Tempo di rivoluzioni in Europa: la Brexit è destinata a lasciare il segno. Potrebbero esserci grandi sorprese, anche se i veri stravolgimenti emergeranno alla lunga distanza. Le squadre del Regno Unito dovranno cambiare notevolmente le proprie rose. Questo è un punto di partenza clamoroso, indubbiamente un ridimensionamento per quello che negli ultimi anni era stato considerato all’unanimità come il campionato più moderno ed interessante. Dovrebbe sparire quasi certamente la libera circolazione dei lavoratori con passaporto europeo, con ripercussioni pesanti sull’ambito calcistico. Nell’attesa di nuove disposizioni, con le attuali normative, tutti i tesserati dei club di Premier League dovrebbero richiedere un permesso lavorativo, legato da una percentuale di apparizioni internazionali. Di conseguenza, molti atleti “scoperti” in Inghilterra non avrebbero potuto mettere piede nel regno di Elisabetta II.

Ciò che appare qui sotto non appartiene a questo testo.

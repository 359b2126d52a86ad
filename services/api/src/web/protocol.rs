//! services/api/src/web/protocol.rs
//!
//! Defines the JSON payloads exchanged between the browser client and the API
//! server, and their conversions to and from the core domain types.

use qa_testgen_core::domain::{ConversationLog, ConversationTurn, Role, TestCase};
use serde::{Deserialize, Serialize};
use utoipa::ToSchema;

//=========================================================================================
// Shared Records
//=========================================================================================

/// One row of the test case table as the browser sees it.
#[derive(Serialize, Deserialize, ToSchema, Debug, Clone, Default, PartialEq, Eq)]
#[serde(default, rename_all = "camelCase")]
pub struct TestCaseDto {
    pub id: String,
    pub test_case_id: String,
    pub description: String,
    pub steps: String,
    pub expected_result: String,
    pub priority: String,
    pub status: String,
}

impl From<TestCase> for TestCaseDto {
    fn from(tc: TestCase) -> Self {
        Self {
            id: tc.id,
            test_case_id: tc.test_case_id,
            description: tc.description,
            steps: tc.steps,
            expected_result: tc.expected_result,
            priority: tc.priority,
            status: tc.status,
        }
    }
}

impl From<TestCaseDto> for TestCase {
    fn from(dto: TestCaseDto) -> Self {
        Self {
            id: dto.id,
            test_case_id: dto.test_case_id,
            description: dto.description,
            steps: dto.steps,
            expected_result: dto.expected_result,
            priority: dto.priority,
            status: dto.status,
        }
    }
}

#[derive(Serialize, Deserialize, ToSchema, Debug, Clone, Copy, PartialEq, Eq)]
#[serde(rename_all = "lowercase")]
pub enum ChatRole {
    System,
    User,
    Assistant,
}

/// One `{role, content}` entry of the chat history.
#[derive(Serialize, Deserialize, ToSchema, Debug, Clone, PartialEq, Eq)]
pub struct ChatTurnDto {
    pub role: ChatRole,
    pub content: String,
}

impl From<ChatTurnDto> for ConversationTurn {
    fn from(dto: ChatTurnDto) -> Self {
        let role = match dto.role {
            ChatRole::System => Role::System,
            ChatRole::User => Role::User,
            ChatRole::Assistant => Role::Assistant,
        };
        Self {
            role,
            content: dto.content,
        }
    }
}

impl From<ConversationTurn> for ChatTurnDto {
    fn from(turn: ConversationTurn) -> Self {
        let role = match turn.role {
            Role::System => ChatRole::System,
            Role::User => ChatRole::User,
            Role::Assistant => ChatRole::Assistant,
        };
        Self {
            role,
            content: turn.content,
        }
    }
}

/// System entries are dropped by `ConversationLog::new`.
pub fn to_conversation_log(turns: Vec<ChatTurnDto>) -> ConversationLog {
    ConversationLog::new(turns.into_iter().map(ConversationTurn::from).collect())
}

pub fn from_conversation_log(log: ConversationLog) -> Vec<ChatTurnDto> {
    log.into_turns().into_iter().map(ChatTurnDto::from).collect()
}

//=========================================================================================
// Request and Response Payloads
//=========================================================================================

/// The response payload of both `/api/generate` and `/api/chat`.
#[derive(Serialize, Deserialize, ToSchema, Debug)]
#[serde(rename_all = "camelCase")]
pub struct TestCasesResponse {
    pub test_cases: Vec<TestCaseDto>,
    pub chat_history: Vec<ChatTurnDto>,
}

/// The request payload of the export endpoints.
#[derive(Serialize, Deserialize, ToSchema, Debug)]
#[serde(rename_all = "camelCase")]
pub struct ExportRequest {
    pub test_cases: Vec<TestCaseDto>,
}

/// Every failed request answers with this body.
#[derive(Serialize, Deserialize, ToSchema, Debug)]
pub struct ErrorResponse {
    pub error: String,
    /// Stable machine-readable code, e.g. `FILE_TOO_LARGE`.
    pub code: String,
}

#[derive(Serialize, Deserialize, ToSchema, Debug)]
pub struct HealthResponse {
    pub status: String,
}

La situazione così caotica e difficilmente interpretabile nelle sue conseguenze in tempi ristretti spiazza diversi imprenditori operanti in Gran Bretagna ed alle prese con scelte difficili per il futuro. Tra questi ci sarà anche Giampaolo Pozzo, che è diviso tra l’italiana Udinese e l’inglese Watford. Difficile ancora stabilire in termini inflazionistici se sarà la sterlina a pagare un dazio maggiore rispetto all’euro per questa uscita di scena. Per come stanno ora le cose, la moneta del Regno Unito è in crisi e non sembra essere una garanzia per chi fa affari. I Pozzo devono capire come agire. La nuova Premier League potrebbe diventare un terreno di caccia inedito, un’occasione da non lasciarsi sfuggire. Ma se paradossalmente diventasse più vantaggioso puntare tutto sull’Udinese, ancora inserita nei canoni dell’UE? Non si esclude che, qualora si dovessero apportare i primi drastici cambiamenti alle squadre di Premier League, ci possano essere trasferimenti di pezzi pregiati degli Hornets in Friuli. Il club inglese, infatti, può contare solamente su un piccolo nerbo di calciatori britannici; diversi invece gli “extracomunitari”. Dunque la situazione rischia di cambiare rapidamente nel giro di poco tempo. E non dimentichiamo la Red Bull, che valuta se e come acquisire la squadra bianconera. Un groviglio di eventi imprevisto potrebbe riscrivere la storia ed il futuro dell’Udinese. Sempre che dall'Inghilterra non arrivi il ribaltone: cambia tutto e niente, con i club immuni da queste scelte politiche. Certamente non mancheranno colpi di scena.